The last year has undoubtedly been tumultuous, with analysts at Secureworks commenting on the diversification of the ransomware landscape. Previously dominated by a few large operations, the scene is now characterized by a wider array of cybercriminals. This evolution could lead to a more perilous “Wild West” environment, where smaller groups operate with less accountability and structure. A noticeable decline in median dwell times this year suggests that criminals are rapidly executing smash-and-grab attacks.
As this new ecosystem develops in the months ahead, Secureworks anticipates increased variation and shifts in attack strategies. Some of the emerging tactics observed include a growing trend of ransomware groups stealing credentials and session cookies for adversary-in-the-middle (AitM) attacks, also known as man-in-the-middle (MitM) attacks, using phishing kits like EvilProxy or Tycoon2FA sourced from the dark web. This trend poses significant concerns for defenders, as it may undermine the effectiveness of certain forms of multifactor authentication (MFA).
Moreover, ransomware gangs are not immune to the allure of artificial intelligence (AI). Since the introduction of ChatGPT nearly two years ago, discussions within the criminal community have focused on utilizing such models for illicit purposes, primarily for phishing activities, but some applications have taken on novel forms.

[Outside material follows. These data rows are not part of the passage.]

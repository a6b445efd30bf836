use chrono::{Duration, Utc};
use jsonwebtoken::{decode, encode, DecodingKey, EncodingKey, Header, Validation};
use serde::{Deserialize, Serialize};
use uuid::Uuid;

use crate::error::{AppError, AppResult};

/// Token claims carry only the user id; role and approval state are read
/// fresh from the database on every request so that approvals and
/// rejections take effect without re-login.
#[derive(Debug, Serialize, Deserialize, Clone)]
pub struct Claims {
    pub sub: Uuid,       // user id
    pub exp: i64,        // expiration timestamp
    pub iat: i64,        // issued at timestamp
}

pub fn create_token(user_id: Uuid, secret: &str, expiration_hours: i64) -> AppResult<String> {
    let now = Utc::now();
    let exp = now + Duration::hours(expiration_hours);

    let claims = Claims {
        sub: user_id,
        exp: exp.timestamp(),
        iat: now.timestamp(),
    };

    encode(
        &Header::default(),
        &claims,
        &EncodingKey::from_secret(secret.as_bytes()),
    )
    .map_err(|e| AppError::Internal(format!("Failed to create token: {}", e)))
}

pub fn verify_token(token: &str, secret: &str) -> AppResult<Claims> {
    decode::<Claims>(
        token,
        &DecodingKey::from_secret(secret.as_bytes()),
        &Validation::default(),
    )
    .map(|data| data.claims)
    .map_err(|_| AppError::Forbidden("Invalid or expired token".to_string()))
}

#[cfg(test)]
mod tests {
    use super::*;

    #[test]
    fn test_token_round_trip() {
        let user_id = Uuid::new_v4();
        let token = create_token(user_id, "test-secret", 24).unwrap();
        let claims = verify_token(&token, "test-secret").unwrap();
        assert_eq!(claims.sub, user_id);
        assert!(claims.exp > claims.iat);
    }

    #[test]
    fn test_wrong_secret_is_rejected() {
        let token = create_token(Uuid::new_v4(), "test-secret", 24).unwrap();
        assert!(verify_token(&token, "other-secret").is_err());
    }

    #[test]
    fn test_expired_token_is_rejected() {
        let token = create_token(Uuid::new_v4(), "test-secret", -2).unwrap();
        assert!(verify_token(&token, "test-secret").is_err());
    }
}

In a case examined by Secureworks, a criminal group tracked Google trends following a celebrity’s death to gauge interest in obituaries, then generated tributes using AI on malicious sites that were artificially boosted to the top of search results via SEO poisoning. These sites could serve as a conduit for spreading malware or ransomware.
Smith concluded, “The cybersecurity landscape is in constant flux, with changes occurring that range from minor to significant. The rising usage of AI amplifies threats for bad actors, while the increase in AitM attacks poses an urgent challenge for organizations, underscoring that identity is the new perimeter. This reality should prompt businesses to reevaluate their defensive strategies.”